La rara alquimia entre rentabilidad, equilibrio social y ambiental afronta un escollo no menor en la acentuada desigualdad de fuerzas que caracteriza a las relaciones de poder entre bloques económicos, países y sociedades.
En ningún discurso deja de estar presente la preocupación por los malos tratos a los que se somete al planeta, las emanaciones de gases, el recalentamiento global, la contaminación, las catástrofes que acompañan al cambio climático, el avance de la pobreza y la violación de derechos humanos fundamentales, como el libre acceso al agua, o la destrucción de los hábitats naturales.
Pero a la hora de ceder algún cero en los balances, de tratar a seres humanos de inferior condición socioeconómica como semejantes, o de no perder el turno de orador en el foro político, suele campear la excusa que Poncio Pilatos instaló al comienzo de la era cristiana: el lavado de manos. Las Naciones Unidas ofician, en ese aspecto, de lavatorio desde la cumbre de Estocolmo 1972 en más y convierten a la política en la faceta más turbia de la sustentabilidad. Acumuló desde entonces más de 40 años la serie de los encuentros de las tierras, en las que los representantes de los países no hacen más que pasarse literalmente la pelota cuando se abordan los temas concretos de cuidado y preservación del medio ambiente.
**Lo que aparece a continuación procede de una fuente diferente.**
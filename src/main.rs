//! kusk - cluster upgrade support tool.
//!
//! Plans rolling upgrades for kubeadm-style clusters:
//! - Per-node version skew resolution (control plane first, workers chase)
//! - Skew protection against stranding drifted workers
//! - Container runtime configuration states applied over SSH

mod cluster;
mod config;
mod deploy;
mod error;
mod output;
mod upgrade;
mod version;

use anyhow::Result;
use clap::Parser;
use colored::Colorize;
use dialoguer::{Confirm, theme::ColorfulTheme};
use tracing::{debug, error};

use cluster::inquirer::StaticVersionInquirer;
use cluster::snapshot::ClusterSnapshot;
use cluster::VersionInquirer;
use config::{Args, Command, Config};
use upgrade::plan::ClusterPlan;

#[tokio::main]
async fn main() {
    let args = Args::parse();
    let config = Config::from_args(args);

    // Initialize logging
    if let Err(e) = init_tracing(&config.log_level) {
        eprintln!("Failed to initialize logging: {}", e);
        std::process::exit(1);
    }

    debug!("Starting kusk - cluster upgrade support tool");

    if let Err(e) = run(&config).await {
        error!("{:#}", e);
        std::process::exit(1);
    }
}

/// Initialize tracing subscriber.
fn init_tracing(log_level: &str) -> Result<()> {
    use tracing_subscriber::{EnvFilter, fmt};

    let filter = EnvFilter::try_from_default_env()
        .or_else(|_| EnvFilter::try_new(log_level))
        .map_err(|e| anyhow::anyhow!("Failed to initialize log filter: {}", e))?;

    fmt()
        .with_env_filter(filter)
        .with_target(false)
        .with_thread_ids(false)
        .with_file(false)
        .with_line_number(false)
        .init();

    Ok(())
}

/// Main application logic.
async fn run(config: &Config) -> Result<()> {
    let client = cluster::kube::build_client(config.context.as_deref()).await?;
    // One snapshot per invocation: every decision below is made against the
    // same observation of the cluster.
    let snapshot = cluster::kube::collect_snapshot(&client).await?;
    let inquirer = StaticVersionInquirer::default();

    match &config.command {
        Command::Status => {
            output::print_status(&snapshot);
            Ok(())
        }
        Command::Plan { node } => run_plan(&snapshot, &inquirer, node.as_deref()),
        Command::Apply { .. } => run_apply(config, &snapshot, &inquirer).await,
    }
}

/// Resolve and print the plan for one node or the whole cluster.
fn run_plan(
    snapshot: &ClusterSnapshot,
    inquirer: &dyn VersionInquirer,
    node: Option<&str>,
) -> Result<()> {
    let plan = match node {
        Some(node_name) => ClusterPlan {
            cluster_version: snapshot.cluster_version.clone(),
            rows: vec![upgrade::plan_node(snapshot, node_name, inquirer)?],
        },
        None => upgrade::plan_cluster(snapshot, inquirer)?,
    };
    output::print_plan(&plan);
    Ok(())
}

/// Resolve one node and run the implied deploy states against it.
async fn run_apply(
    config: &Config,
    snapshot: &ClusterSnapshot,
    inquirer: &dyn VersionInquirer,
) -> Result<()> {
    let Command::Apply {
        node,
        host,
        user,
        port,
        cri_conf_dir,
        cri_sysconfig_dir,
        migration_output,
        pause_image,
        strict_cap_defaults,
        states: state_names,
    } = &config.command
    else {
        unreachable!("run_apply is only called for the apply subcommand");
    };

    let update = match upgrade::resolve_update(snapshot, node, inquirer) {
        Ok(update) => update,
        Err(err) if err.is_ordering() => {
            // Normal mid-rollout condition, not a failure: report and leave
            // the retry to the operator.
            println!("{}", err.to_string().yellow());
            println!("Retry once the control plane has finished upgrading.");
            return Ok(());
        }
        Err(err) => return Err(err.into()),
    };

    if update.is_updated() {
        println!(
            "{}",
            format!("Node {} is already up to date. Nothing to apply.", node)
                .green()
                .bold()
        );
        return Ok(());
    }

    let states = if state_names.is_empty() {
        deploy::states_for_update(&update)
    } else {
        state_names
            .iter()
            .map(|name| {
                deploy::DeployState::from_name(name)
                    .ok_or_else(|| anyhow::anyhow!("unknown state name: {}", name))
            })
            .collect::<Result<Vec<_>>>()?
    };

    println!(
        "Node {}: {} -> {}",
        node.bold(),
        update.current.kubelet_version,
        update.update.kubelet_version
    );
    if update.is_first_control_plane_node_to_be_upgraded(snapshot) {
        println!(
            "{}",
            "This is the first control plane node to move; applying it bumps the cluster version."
                .cyan()
        );
    }
    if update.has_major_or_minor_update() {
        println!(
            "{}",
            "This update changes a component's major or minor version and restarts node services."
                .yellow()
        );
    }
    println!(
        "States to apply: {}",
        states
            .iter()
            .map(ToString::to_string)
            .collect::<Vec<_>>()
            .join(", ")
    );

    if config.dry_run {
        println!("{}", "[DRY RUN] No states were applied.".yellow());
        return Ok(());
    }

    if !config.yes {
        let proceed = Confirm::with_theme(&ColorfulTheme::default())
            .with_prompt(format!("Apply {} state(s) to {}?", states.len(), node))
            .default(false)
            .interact()?;
        if !proceed {
            println!("{}", "Aborted.".red());
            return Ok(());
        }
    }

    let payload = deploy::CriConfiguration {
        strict_cap_defaults: *strict_cap_defaults,
        pause_image: pause_image.clone(),
        conf_source_dir: cri_conf_dir.clone(),
        sysconfig_source_dir: cri_sysconfig_dir.clone(),
        migration_output_path: migration_output.clone(),
    };
    let ssh_host = host.clone().unwrap_or_else(|| node.clone());
    let connection = deploy::SshConnection::new(ssh_host, user.clone(), *port);
    let target = deploy::Target::new(node.clone(), Box::new(connection));

    deploy::apply(&target, &states, &payload).await?;

    println!(
        "{}",
        format!("Node {} upgraded successfully.", node).green().bold()
    );
    Ok(())
}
Vino Nairobi 1982, cinco años después se formalizó el concepto de “desarrollo sostenible” en el informe anual de la Comisión Brundtland, 1992 en Río, Conferencia de las Naciones Unidas para el Ambiente y el Desarrollo, Berlín 1995, Kioto 1997, Buenos Aires 1998, La Haya 2000, Marrakech 2001, Johanesburgo, 2002, Copenhague 2009, Río +20, y el prólogo del G7 en Alemania a la cumbre de diciembre en París. En ninguna se pudo hacer aprobar la declamada sustitución de combustibles fósiles por fuentes de energía renovables, pero recién en el último cónclave de los poderosos de la tierra el gran logro fue fijar como objetivo para antes de 2050 una reducción de las emisiones de CO2 entre 40% y 70% con respecto a 2010.
Anfitriona del evento, la canciller alemana, Angela Merkel, terminó siendo brutalmente sincera: “es evidente que 40% no es suficiente”; pero “sabemos que el G?7 solo, aun cuando dejara de emitir CO2, no podría resolver el problema. Los países emergentes, como China, deberán contribuir al cambio climático”.
Reducir emanaciones
De cualquier forma, las compañías multinacionales ya vienen administrando desde hace 15 a 20 años cambios en su cultura productiva tendientes a reducir las emanaciones y la generación de desperdicios. No es que de golpe les haya picado el bicho de la filantropía ni que se volviesen ecologistas, sino que comenzaron a regir en Europa y EE.UU. regulaciones en materia de consumo energético, tratamiento de residuos, emisiones de gases de efecto invernadero y uso del agua.
Una avanzada de las corporaciones a escala global mutó la amenaza en oportunidad e incorporó las prácticas de Responsabilidad Social Empresaria, los voluntariados y las acciones comunitarias a los negocios. Hasta el CEO de una de las empresas de mayor penetración en el planeta, Unilever, Paul Polman, se avino a profeta del ecologismo, con piezas oratorias que bien podrían habérsele atribuido al premio Nobel de la Paz africano Wangari Maathai.
Empezaron en el mundo a pulular plantas de reciclados de desperdicios, sistemas que mejoran la eficiencia energética y en el uso del agua, tecnologías que sustituyen la industria de la reposición por la de duración prolongada, inversiones todas de largo plazo que redundaron en ahorros de costos reflejados en sucesivos balances.
El factor más dramático de cambio que podría inclinar aún más el fiel de la balanza hacia la sustentabilidad sería si las empresas ¿las que cotizan en la Bolsa en todo el planeta? abandonasen la arraigada tradición de los balances trimestrales por cuyos resultados se juzga a los altos directivos. Si la conducción debe vivir pendiente de estos resultados de corto plazo, nunca alentará programas de preservación y reciclado de agua, de protección de la salud y de mejora en la educación, todas inversiones de largo plazo, por definición.